**Records to process:**
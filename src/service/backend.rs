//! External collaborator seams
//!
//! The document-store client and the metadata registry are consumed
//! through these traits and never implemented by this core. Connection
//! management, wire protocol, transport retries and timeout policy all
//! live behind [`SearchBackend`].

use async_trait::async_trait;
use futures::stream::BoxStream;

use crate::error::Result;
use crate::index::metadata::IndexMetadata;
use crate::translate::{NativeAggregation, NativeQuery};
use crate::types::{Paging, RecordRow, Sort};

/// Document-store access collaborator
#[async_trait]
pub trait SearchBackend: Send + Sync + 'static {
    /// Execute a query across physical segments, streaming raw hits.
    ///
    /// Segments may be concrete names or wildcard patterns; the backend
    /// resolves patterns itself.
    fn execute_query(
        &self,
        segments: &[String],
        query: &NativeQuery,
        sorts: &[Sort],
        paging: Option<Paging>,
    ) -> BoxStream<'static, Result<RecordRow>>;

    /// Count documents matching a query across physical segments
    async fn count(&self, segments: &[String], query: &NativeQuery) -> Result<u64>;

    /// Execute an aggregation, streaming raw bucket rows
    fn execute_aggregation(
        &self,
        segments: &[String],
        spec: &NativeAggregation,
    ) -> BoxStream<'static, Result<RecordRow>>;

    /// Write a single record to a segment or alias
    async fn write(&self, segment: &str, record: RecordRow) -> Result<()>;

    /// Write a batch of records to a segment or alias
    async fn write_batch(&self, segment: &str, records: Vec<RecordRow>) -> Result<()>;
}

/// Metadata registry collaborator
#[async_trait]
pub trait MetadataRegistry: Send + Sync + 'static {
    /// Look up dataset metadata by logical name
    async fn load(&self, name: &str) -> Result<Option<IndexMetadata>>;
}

**Activity:**
Look through the entries above, and wherever a line holds the word "SearchBackend", copy it.

**Task response:**
//! live behind [`SearchBackend`].
pub trait SearchBackend: Send + Sync + 'static {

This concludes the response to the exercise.